• [Task item]:
In the entries below, how many lines contain the string "COALESCE"? Give the number by itself.

• [Data]:

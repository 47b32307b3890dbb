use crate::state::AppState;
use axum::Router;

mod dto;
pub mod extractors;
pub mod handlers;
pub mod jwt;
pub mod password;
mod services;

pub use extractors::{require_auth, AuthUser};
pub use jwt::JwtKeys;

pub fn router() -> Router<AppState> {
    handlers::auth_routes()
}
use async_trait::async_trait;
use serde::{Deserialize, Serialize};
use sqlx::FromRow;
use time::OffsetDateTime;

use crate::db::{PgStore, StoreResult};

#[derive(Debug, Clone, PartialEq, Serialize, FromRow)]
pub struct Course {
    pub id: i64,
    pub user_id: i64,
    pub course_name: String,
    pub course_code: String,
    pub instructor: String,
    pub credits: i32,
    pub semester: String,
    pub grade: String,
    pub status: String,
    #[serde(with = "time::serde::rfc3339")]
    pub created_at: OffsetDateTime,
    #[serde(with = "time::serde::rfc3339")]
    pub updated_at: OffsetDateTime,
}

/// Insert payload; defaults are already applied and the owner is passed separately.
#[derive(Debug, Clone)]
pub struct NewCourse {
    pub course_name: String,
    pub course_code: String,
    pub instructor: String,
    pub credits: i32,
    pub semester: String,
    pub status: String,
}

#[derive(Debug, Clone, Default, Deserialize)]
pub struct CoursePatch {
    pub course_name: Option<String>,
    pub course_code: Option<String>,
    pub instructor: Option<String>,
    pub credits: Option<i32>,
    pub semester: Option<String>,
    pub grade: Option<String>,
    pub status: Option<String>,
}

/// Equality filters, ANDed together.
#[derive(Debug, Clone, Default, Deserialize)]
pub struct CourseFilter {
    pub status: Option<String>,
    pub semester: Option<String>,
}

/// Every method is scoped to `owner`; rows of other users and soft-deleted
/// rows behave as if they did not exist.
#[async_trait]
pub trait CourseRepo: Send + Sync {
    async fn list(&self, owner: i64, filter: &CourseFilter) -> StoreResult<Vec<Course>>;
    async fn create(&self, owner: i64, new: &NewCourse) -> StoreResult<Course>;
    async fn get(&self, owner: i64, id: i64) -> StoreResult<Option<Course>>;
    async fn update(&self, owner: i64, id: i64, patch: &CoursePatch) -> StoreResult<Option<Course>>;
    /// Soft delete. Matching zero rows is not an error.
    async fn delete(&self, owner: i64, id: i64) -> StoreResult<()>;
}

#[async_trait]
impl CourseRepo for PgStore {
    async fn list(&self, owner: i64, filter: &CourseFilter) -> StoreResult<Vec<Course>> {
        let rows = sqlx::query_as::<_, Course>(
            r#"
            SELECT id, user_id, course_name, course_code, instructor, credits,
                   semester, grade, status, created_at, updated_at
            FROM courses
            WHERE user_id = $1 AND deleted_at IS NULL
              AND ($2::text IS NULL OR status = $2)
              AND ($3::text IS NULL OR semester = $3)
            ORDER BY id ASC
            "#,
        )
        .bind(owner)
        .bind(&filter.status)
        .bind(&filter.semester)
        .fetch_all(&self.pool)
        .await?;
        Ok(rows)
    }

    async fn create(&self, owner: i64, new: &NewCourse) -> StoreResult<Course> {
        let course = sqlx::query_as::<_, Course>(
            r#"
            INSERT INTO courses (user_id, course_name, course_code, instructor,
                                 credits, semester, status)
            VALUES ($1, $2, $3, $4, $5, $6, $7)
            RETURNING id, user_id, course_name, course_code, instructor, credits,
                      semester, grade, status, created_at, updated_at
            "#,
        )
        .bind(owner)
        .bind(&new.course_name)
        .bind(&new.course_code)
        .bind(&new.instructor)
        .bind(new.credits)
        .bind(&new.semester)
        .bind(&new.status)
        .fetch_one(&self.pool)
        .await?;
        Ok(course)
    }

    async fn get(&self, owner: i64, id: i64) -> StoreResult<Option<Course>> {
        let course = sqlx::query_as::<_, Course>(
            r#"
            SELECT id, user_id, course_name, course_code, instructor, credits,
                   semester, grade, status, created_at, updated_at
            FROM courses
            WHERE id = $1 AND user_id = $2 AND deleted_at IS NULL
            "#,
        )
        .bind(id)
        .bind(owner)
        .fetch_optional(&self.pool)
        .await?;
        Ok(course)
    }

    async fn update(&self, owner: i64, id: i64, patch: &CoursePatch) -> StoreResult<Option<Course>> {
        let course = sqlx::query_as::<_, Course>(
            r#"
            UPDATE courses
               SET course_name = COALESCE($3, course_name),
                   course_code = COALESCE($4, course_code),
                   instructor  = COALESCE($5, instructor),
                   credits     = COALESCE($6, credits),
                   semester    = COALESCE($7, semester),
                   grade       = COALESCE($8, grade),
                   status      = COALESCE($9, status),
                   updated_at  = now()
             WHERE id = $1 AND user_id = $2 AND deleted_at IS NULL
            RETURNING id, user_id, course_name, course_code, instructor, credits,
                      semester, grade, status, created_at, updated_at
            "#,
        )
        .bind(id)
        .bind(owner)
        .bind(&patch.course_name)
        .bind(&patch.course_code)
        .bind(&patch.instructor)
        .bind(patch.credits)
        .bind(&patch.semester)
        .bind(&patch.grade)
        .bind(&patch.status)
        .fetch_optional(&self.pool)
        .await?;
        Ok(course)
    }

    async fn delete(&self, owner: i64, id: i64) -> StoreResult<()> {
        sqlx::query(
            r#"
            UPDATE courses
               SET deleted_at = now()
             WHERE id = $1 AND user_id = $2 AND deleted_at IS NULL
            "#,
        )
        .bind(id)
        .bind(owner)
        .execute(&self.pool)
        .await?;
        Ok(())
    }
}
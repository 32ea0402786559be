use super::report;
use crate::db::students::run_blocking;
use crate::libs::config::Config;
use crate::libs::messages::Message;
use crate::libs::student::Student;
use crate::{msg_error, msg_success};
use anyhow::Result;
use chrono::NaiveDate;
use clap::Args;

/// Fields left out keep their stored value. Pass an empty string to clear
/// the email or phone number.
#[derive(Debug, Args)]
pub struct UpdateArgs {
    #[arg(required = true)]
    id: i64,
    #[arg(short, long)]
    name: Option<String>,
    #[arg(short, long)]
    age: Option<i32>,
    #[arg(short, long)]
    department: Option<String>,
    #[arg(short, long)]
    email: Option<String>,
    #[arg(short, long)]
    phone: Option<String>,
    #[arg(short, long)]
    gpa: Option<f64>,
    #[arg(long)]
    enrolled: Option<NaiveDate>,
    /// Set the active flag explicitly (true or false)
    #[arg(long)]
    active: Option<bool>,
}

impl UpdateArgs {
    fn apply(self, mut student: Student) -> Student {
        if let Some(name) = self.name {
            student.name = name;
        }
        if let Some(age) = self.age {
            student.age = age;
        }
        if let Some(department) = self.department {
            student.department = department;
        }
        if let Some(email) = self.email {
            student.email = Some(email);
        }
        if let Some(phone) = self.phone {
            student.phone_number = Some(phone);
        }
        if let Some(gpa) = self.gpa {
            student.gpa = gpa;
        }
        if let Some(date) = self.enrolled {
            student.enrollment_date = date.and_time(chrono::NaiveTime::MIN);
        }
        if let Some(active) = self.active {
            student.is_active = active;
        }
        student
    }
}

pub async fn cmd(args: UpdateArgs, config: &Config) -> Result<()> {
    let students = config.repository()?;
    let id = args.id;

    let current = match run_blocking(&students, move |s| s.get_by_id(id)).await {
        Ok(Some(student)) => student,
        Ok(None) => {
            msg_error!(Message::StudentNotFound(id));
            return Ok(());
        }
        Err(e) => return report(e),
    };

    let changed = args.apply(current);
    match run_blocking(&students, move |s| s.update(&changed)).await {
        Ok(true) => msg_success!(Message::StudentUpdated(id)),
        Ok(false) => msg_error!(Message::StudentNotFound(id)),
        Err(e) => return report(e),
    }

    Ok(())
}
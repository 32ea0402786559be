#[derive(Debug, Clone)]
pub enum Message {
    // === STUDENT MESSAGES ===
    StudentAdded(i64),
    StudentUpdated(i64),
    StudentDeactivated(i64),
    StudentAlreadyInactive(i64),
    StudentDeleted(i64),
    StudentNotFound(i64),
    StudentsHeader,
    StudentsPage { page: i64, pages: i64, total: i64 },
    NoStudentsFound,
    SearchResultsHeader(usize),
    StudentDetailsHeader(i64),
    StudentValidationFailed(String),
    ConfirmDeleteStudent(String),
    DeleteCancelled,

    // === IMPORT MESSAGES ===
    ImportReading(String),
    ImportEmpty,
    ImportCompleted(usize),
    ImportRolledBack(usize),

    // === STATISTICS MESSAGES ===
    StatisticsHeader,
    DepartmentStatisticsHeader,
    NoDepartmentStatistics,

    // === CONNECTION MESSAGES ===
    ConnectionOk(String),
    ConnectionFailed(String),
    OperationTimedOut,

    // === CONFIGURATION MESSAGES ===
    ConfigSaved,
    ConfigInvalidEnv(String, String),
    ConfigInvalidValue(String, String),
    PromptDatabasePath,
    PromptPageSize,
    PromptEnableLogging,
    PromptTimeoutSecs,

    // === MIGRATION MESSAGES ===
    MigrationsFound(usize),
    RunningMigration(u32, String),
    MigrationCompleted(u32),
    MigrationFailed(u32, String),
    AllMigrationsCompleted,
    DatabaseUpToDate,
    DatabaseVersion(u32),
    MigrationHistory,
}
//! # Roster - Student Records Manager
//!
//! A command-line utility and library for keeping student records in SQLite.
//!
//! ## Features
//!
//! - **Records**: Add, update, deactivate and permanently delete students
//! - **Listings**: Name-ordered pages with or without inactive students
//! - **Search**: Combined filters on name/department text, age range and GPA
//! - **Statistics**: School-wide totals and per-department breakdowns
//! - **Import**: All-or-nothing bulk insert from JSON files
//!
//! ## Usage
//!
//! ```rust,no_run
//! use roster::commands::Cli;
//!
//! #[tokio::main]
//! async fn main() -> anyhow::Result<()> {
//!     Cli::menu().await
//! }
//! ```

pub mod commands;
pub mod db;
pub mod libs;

• [Reply to the exercise]:
7